▶ _EXERCISE AIM_
Wherever the word "ClauseTreeError" appears in a line of the data, that line should be copied.
<<<<
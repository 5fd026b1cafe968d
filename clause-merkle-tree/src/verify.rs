//! Proof verification for the clause Merkle tree.
//!
//! Pure functions, no tree required. The root is recomputed by folding the
//! sibling path over a single running digest and then compared to the
//! claimed root. A mismatch is an ordinary `false`.

use tracing::debug;

use crate::{
    ClauseTreeError, Digest, MerkleHasher,
    proof::{MerkleProof, ProofRecord, Side},
};

impl MerkleProof {
    /// Recompute the root implied by `leaf` and this sibling path.
    pub fn compute_root<H>(&self, hasher: &H, leaf: &Digest) -> Digest
    where
        H: MerkleHasher + ?Sized,
    {
        self.steps()
            .iter()
            .fold(*leaf, |current, step| match step.side {
                Side::Right => hasher.node_hash(&current, &step.sibling),
                Side::Left => hasher.node_hash(&step.sibling, &current),
            })
    }

    /// Check that `leaf` is committed under `claimed_root` by this path.
    pub fn verify<H>(&self, hasher: &H, leaf: &Digest, claimed_root: &Digest) -> bool
    where
        H: MerkleHasher + ?Sized,
    {
        let computed = self.compute_root(hasher, leaf);
        let matches = computed == *claimed_root;
        if !matches {
            debug!(
                %computed,
                claimed = %claimed_root,
                depth = self.len(),
                "proof does not reproduce claimed root"
            );
        }
        matches
    }

    /// Hash `clause` as a leaf and verify it under `claimed_root`.
    pub fn verify_clause<H>(&self, hasher: &H, clause: &[u8], claimed_root: &Digest) -> bool
    where
        H: MerkleHasher + ?Sized,
    {
        self.verify(hasher, &hasher.leaf_hash(clause), claimed_root)
    }
}

/// Verify a proof received in exchange form.
///
/// Returns `Err(MalformedProof)` only when the records cannot form a proof;
/// a well-formed proof that does not match yields `Ok(false)`.
pub fn verify_records<H>(
    hasher: &H,
    records: &[ProofRecord],
    leaf: &Digest,
    claimed_root: &Digest,
) -> Result<bool, ClauseTreeError>
where
    H: MerkleHasher + ?Sized,
{
    let proof = MerkleProof::from_records(records)?;
    Ok(proof.verify(hasher, leaf, claimed_root))
}
//! Carrying a cost alongside an operation's result.

use crate::OperationCost;

/// An operation's return value paired with the hashing work it performed.
#[must_use]
#[derive(Debug, Eq, PartialEq)]
pub struct CostContext<T> {
    /// Wrapped operation's return value.
    pub value: T,
    /// Cost of the operation.
    pub cost: OperationCost,
}

impl<T> CostContext<T> {
    /// Take the value out, folding its cost into `acc_cost`.
    pub fn unwrap_add_cost(self, acc_cost: &mut OperationCost) -> T {
        *acc_cost += self.cost;
        self.value
    }

    /// Take the value out, discarding the cost.
    pub fn unwrap(self) -> T {
        self.value
    }
}

/// `Result` wrapped into a `CostContext`.
pub type CostResult<T, E> = CostContext<Result<T, E>>;

/// Wrap any value into a `CostContext`.
pub trait CostsExt {
    /// Attach `cost` to `self`.
    fn wrap_with_cost(self, cost: OperationCost) -> CostContext<Self>
    where
        Self: Sized,
    {
        CostContext { value: self, cost }
    }
}

impl<T> CostsExt for T {}

/// Unwraps a `CostResult`, adding its cost to `$cost`. On `Err` the enclosing
/// function returns the error together with everything counted so far.
#[macro_export]
macro_rules! cost_return_on_error {
    ( &mut $cost:ident, $($body:tt)+ ) => {
        {
            use $crate::CostsExt;
            let result_with_cost = { $($body)+ };
            match result_with_cost.unwrap_add_cost(&mut $cost) {
                Ok(x) => x,
                Err(e) => return Err(e).wrap_with_cost($cost),
            }
        }
    };
}

/// Unwraps a plain `Result`. On `Err` the enclosing function returns the
/// error with `$cost` as it stands.
#[macro_export]
macro_rules! cost_return_on_error_no_add {
    ( $cost:ident, $($body:tt)+ ) => {
        {
            use $crate::CostsExt;
            let result = { $($body)+ };
            match result {
                Ok(x) => x,
                Err(e) => return Err(e).wrap_with_cost($cost),
            }
        }
    };
}

#[cfg(test)]
mod tests {
    use super::*;

    fn leaf_cost(n: u32) -> OperationCost {
        OperationCost::with_hash_leaf_calls(n)
    }

    #[test]
    fn test_unwrap_add_cost_accumulates() {
        let mut acc = OperationCost::with_hash_node_calls(1);
        let value = "node".wrap_with_cost(leaf_cost(2)).unwrap_add_cost(&mut acc);
        assert_eq!(value, "node");
        assert_eq!(
            acc,
            OperationCost {
                hash_leaf_calls: 2,
                hash_node_calls: 1,
            }
        );
    }

    fn counted_ok(n: u32) -> CostResult<u32, String> {
        Ok(n).wrap_with_cost(leaf_cost(n))
    }

    fn counted_err(n: u32) -> CostResult<u32, String> {
        Err(format!("failed after {n}")).wrap_with_cost(leaf_cost(n))
    }

    fn chain(fail_second: bool) -> CostResult<u32, String> {
        let mut cost = OperationCost::default();
        let a = cost_return_on_error!(&mut cost, counted_ok(2));
        let b = if fail_second {
            cost_return_on_error!(&mut cost, counted_err(5))
        } else {
            cost_return_on_error!(&mut cost, counted_ok(5))
        };
        Ok(a + b).wrap_with_cost(cost)
    }

    #[test]
    fn test_cost_return_on_error_success_path() {
        let result = chain(false);
        assert_eq!(result.cost, leaf_cost(7));
        assert_eq!(result.value, Ok(7));
    }

    #[test]
    fn test_cost_return_on_error_keeps_cost_on_failure() {
        let result = chain(true);
        assert_eq!(result.cost, leaf_cost(7));
        assert_eq!(result.value, Err("failed after 5".to_string()));
    }

    #[test]
    fn test_cost_return_on_error_no_add() {
        fn check(input: Result<u8, &'static str>) -> CostResult<u8, &'static str> {
            let cost = leaf_cost(1);
            let value = cost_return_on_error_no_add!(cost, input);
            Ok(value + 1).wrap_with_cost(cost)
        }
        assert_eq!(check(Ok(1)), Ok(2).wrap_with_cost(leaf_cost(1)));
        assert_eq!(check(Err("bad")), Err("bad").wrap_with_cost(leaf_cost(1)));
    }
}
>>>>
▶ _FINAL ANSWER_
    ClauseTreeError, Digest, MerkleHasher,
) -> Result<bool, ClauseTreeError>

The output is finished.